◆ **WORK REQUEST**:
Reproduce only the top of the records, down to and including the line containing "pub fn sign(self)".

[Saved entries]

*** Block opens ***

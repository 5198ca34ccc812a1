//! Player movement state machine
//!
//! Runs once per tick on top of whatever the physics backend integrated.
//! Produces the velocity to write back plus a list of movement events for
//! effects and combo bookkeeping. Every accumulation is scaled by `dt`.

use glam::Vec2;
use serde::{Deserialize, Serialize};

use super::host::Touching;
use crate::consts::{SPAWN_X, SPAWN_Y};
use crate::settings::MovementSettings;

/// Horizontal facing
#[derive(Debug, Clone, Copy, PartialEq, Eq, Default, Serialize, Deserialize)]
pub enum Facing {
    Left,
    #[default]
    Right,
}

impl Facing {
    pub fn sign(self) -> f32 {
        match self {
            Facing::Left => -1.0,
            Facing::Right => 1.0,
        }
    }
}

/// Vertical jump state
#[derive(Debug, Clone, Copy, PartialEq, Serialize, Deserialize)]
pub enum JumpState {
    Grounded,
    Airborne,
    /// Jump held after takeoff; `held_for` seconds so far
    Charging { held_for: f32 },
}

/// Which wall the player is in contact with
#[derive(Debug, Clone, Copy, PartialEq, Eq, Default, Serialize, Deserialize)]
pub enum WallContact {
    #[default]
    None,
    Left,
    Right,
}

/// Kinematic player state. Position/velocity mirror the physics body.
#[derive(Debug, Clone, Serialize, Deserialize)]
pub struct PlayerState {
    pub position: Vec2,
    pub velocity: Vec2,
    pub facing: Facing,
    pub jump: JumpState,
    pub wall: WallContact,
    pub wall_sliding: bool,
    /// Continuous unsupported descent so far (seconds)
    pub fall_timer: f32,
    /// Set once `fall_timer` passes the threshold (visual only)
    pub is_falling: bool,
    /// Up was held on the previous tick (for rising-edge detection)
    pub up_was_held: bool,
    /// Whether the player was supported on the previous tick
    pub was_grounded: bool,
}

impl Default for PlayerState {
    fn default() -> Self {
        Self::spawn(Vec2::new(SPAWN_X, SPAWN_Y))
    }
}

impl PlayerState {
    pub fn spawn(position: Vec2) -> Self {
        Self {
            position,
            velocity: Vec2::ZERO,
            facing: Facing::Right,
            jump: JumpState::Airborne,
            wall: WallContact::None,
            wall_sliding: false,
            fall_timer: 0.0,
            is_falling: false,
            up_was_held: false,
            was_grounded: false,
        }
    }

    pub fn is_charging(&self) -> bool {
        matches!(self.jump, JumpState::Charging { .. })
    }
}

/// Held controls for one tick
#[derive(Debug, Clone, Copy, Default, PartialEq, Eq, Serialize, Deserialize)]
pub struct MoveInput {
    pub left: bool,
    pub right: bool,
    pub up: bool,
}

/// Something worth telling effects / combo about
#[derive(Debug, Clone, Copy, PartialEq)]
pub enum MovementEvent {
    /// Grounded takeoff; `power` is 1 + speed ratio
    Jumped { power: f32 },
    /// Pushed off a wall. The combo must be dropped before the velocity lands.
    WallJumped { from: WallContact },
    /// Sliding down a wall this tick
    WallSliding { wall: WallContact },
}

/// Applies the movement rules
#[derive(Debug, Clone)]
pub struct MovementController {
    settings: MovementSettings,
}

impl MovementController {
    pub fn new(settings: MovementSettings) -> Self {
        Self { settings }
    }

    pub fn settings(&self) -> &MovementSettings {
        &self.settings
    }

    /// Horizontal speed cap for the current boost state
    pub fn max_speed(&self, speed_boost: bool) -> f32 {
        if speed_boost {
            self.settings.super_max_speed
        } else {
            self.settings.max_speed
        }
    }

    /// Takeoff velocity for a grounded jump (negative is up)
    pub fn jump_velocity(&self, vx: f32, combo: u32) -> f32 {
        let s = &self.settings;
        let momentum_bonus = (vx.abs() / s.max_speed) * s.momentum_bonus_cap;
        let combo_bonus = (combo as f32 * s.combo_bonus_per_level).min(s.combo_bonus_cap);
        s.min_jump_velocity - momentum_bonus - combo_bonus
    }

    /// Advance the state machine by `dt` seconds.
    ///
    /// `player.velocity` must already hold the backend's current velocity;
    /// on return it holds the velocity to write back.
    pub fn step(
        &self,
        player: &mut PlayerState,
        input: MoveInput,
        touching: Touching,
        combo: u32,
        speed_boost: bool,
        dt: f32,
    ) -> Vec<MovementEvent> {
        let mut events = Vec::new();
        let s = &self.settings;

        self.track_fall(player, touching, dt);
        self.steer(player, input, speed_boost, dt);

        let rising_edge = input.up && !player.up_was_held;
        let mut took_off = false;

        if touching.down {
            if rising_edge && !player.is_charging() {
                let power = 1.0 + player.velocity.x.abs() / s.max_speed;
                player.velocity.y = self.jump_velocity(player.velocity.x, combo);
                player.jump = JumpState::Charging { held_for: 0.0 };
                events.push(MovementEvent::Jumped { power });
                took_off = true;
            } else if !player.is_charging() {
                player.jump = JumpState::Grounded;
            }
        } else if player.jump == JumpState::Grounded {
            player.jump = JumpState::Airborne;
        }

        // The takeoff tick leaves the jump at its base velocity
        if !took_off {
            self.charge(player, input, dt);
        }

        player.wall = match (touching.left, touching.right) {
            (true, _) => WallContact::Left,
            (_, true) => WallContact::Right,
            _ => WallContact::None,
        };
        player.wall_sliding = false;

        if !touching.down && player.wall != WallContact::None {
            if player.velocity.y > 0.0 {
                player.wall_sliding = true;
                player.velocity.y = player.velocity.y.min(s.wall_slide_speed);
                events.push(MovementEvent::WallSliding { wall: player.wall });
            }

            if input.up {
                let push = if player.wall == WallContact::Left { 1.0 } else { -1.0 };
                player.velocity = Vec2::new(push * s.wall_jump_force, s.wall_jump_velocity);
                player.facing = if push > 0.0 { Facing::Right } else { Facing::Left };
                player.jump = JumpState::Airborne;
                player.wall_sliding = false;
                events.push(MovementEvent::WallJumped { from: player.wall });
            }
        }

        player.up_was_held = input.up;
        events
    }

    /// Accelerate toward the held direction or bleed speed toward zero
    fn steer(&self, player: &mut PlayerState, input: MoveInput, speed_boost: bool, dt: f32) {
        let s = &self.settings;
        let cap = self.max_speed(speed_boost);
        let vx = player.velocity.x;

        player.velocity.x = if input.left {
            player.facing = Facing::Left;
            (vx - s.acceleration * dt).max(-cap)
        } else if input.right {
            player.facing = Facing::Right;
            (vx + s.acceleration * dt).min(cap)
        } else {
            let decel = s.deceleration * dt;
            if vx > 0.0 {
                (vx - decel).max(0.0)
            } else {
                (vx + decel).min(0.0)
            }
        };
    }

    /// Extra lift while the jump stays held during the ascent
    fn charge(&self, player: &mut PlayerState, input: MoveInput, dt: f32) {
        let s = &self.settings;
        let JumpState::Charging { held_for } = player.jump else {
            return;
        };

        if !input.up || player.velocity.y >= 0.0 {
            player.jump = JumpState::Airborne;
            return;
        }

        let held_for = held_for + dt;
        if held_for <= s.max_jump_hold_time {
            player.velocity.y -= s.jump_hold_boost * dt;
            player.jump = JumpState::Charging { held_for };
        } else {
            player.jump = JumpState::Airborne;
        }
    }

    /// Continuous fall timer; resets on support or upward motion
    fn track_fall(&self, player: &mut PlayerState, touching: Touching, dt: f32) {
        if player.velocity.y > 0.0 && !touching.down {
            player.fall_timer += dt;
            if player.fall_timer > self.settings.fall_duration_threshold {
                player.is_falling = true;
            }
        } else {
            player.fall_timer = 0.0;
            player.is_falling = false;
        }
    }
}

*** Block closes ***

◆ **TASK SOLUTION**:
repository 5198ca34ccc812a1
//! Player movement state machine
//!
//! Runs once per tick on top of whatever the physics backend integrated.
//! Produces the velocity to write back plus a list of movement events for
//! effects and combo bookkeeping. Every accumulation is scaled by `dt`.

use glam::Vec2;
use serde::{Deserialize, Serialize};

use super::host::Touching;
use crate::consts::{SPAWN_X, SPAWN_Y};
use crate::settings::MovementSettings;

/// Horizontal facing
#[derive(Debug, Clone, Copy, PartialEq, Eq, Default, Serialize, Deserialize)]
pub enum Facing {
    Left,
    #[default]
    Right,
}

impl Facing {
    pub fn sign(self) -> f32 {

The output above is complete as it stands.